Considerations for SSL Implementation in Hyperion Environment

SSL is important for security and sometimes needs to be implemented in Hyperion environment depending on an organization’s security requirements.  This can be expensive and time-consuming or simple depending on the implementation.

Hyperion has three ways of implementing SSL which are:

  1. Full Implementation – implementing SSL in WebLogic, Oracle HTTP server, and IIS (if used).
  2. OHS Implementation – implementing SSL in Oracle HTTP Server only.
  3. Network Implementation – implementing SSL at the network level on a device such as a load balancer.

Full SSL implementation is the most complex setup and costlier since multiple certificates are needed.  Keystores need to be generated and managed, the OHS wallet needs to be managed, and a lot more configuration, testing, and troubleshooting are needed.  The benefit of a full implementation is that this is the most secure method.

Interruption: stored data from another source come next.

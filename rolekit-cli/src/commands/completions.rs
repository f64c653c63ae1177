//! Shell completion generation command.
//!
//! This module provides the `completions` command which generates shell completion
//! scripts for bash, zsh, fish, and PowerShell.

use crate::cli::Cli;
use crate::error::CliError;
use crate::utils::GlobalOptions;
use clap::{CommandFactory, Parser};
use clap_complete::{generate, Shell};
use std::io;

/// Name of the installed binary.
const BIN_NAME: &str = "rolekit";

/// Generate shell completion scripts
#[derive(Parser)]
pub struct CompletionsCommand {
    /// Shell to generate completions for
    #[arg(value_enum)]
    pub shell: Shell,
}

impl CompletionsCommand {
    /// Execute the completions command.
    pub fn execute(&self, global: &GlobalOptions) -> Result<(), CliError> {
        let mut cmd = Cli::command();

        if !global.quiet {
            match self.shell {
                Shell::Bash => {
                    eprintln!("# eval \"$(rolekit completions bash)\" in ~/.bashrc to enable");
                }
                Shell::Zsh => {
                    eprintln!("# rolekit completions zsh > ~/.zsh/completions/_rolekit");
                }
                Shell::Fish => {
                    eprintln!(
                        "# rolekit completions fish > ~/.config/fish/completions/rolekit.fish"
                    );
                }
                _ => {}
            }
        }

        generate(self.shell, &mut cmd, BIN_NAME, &mut io::stdout());

        Ok(())
    }
}
//! Library exports for rolekit-cli.
//!
//! This module exports the CLI structure so tests and tooling can inspect
//! the command definitions.

pub mod cli;
pub mod commands;
pub mod error;
pub mod utils;

pub use cli::Cli;
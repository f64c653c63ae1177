#![deny(missing_docs, unsafe_code)]
#![warn(clippy::all, clippy::pedantic)]
#![allow(clippy::module_name_repetitions)]

//! # rolekit
//!
//! A library for running CI chores over an Ansible role collection.
//!
//! It maps the files changed between two git revisions onto the roles that
//! own them, runs molecule scenarios for exactly those roles, and renders
//! Markdown documentation for each role from its argument specs.
//!
//! ## Core Types
//!
//! - [`CommandRunner`] and [`SystemRunner`]: external process execution
//! - [`ChangeRange`] and [`RoleSet`]: change detection inputs and outputs
//! - [`ScenarioCommand`]: the per-role scenario test invocation
//! - [`DocGenerator`] and [`DocRenderer`]: role documentation
//! - [`Error`] and [`Result`]: Error handling types
//! - [`Logger`] and [`LogLevel`]: Logging infrastructure
//!
//! ## Examples
//!
//! ```
//! use std::path::PathBuf;
//! use rolekit::changes::get_subdirs;
//!
//! let parents = vec![PathBuf::from("r/f")];
//! let children = vec![
//!     PathBuf::from("r/f/good/foo"),
//!     PathBuf::from("t/"),
//!     PathBuf::from("r/b/"),
//! ];
//! let roles = get_subdirs(&parents, &children);
//! assert_eq!(roles.into_iter().collect::<Vec<_>>(), vec!["good".to_string()]);
//! ```

pub mod changes;
pub mod config;
pub mod dispatch;
pub mod docs;
pub mod error;
pub mod logging;
pub mod runner;

// Re-export key types at crate root for convenience
pub use changes::{changed_roles, get_diff, get_subdirs, relative_role, RoleSet};
pub use config::{ChangeRange, ScenarioCommand};
pub use dispatch::run_molecule_tests;
pub use docs::{DocGenerator, DocRenderer, RoleSpec};
pub use error::{Error, Result};
pub use logging::{init_logger, LogLevel, Logger};
pub use runner::{CommandOutput, CommandRunner, SystemRunner};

OHS SSL implementation is simpler and requires minimal configuration.  The SSL certificate is managed in the OHS wallet and EPM configuration is relatively simple.  This implementation is less secure than a full implementation, but can still be secure if the Hyperion servers are isolated on their own subnet and access is only given to the OHS server.  Only one SSL certificate is required per OHS server so cost is minimal.

Network SSL implementation is the simplest method and good for security if the network is setup correctly.  Two SSL certificates are added to an external device such as an SSL Off loader or load balancer.  One certificate is needed for external communication between users and the device, and a certificate is needed for internal communication among Hyperion applications.  Hyperion is configured normally, and the load balancer forwards all requests from OHS.

Performance can and should be a factor when considering SSL implementations.  A full SSL implementation can cause Hyperion to run slower.  For example, a client wanted a full SSL implementation in their dev environment.  SSL certificates were obtained for every server and software piece that required them.  After configuration was done and tested, the environment was released to users who reported that Hyperion was running slower than normal.  It would take a minute or two just to get Workspace to load up. After this report, SSL was only implemented in OHS in another environment, and the performance was a lot better.  After seeing this difference, SSL was redone in dev for OHS only, and performance increased.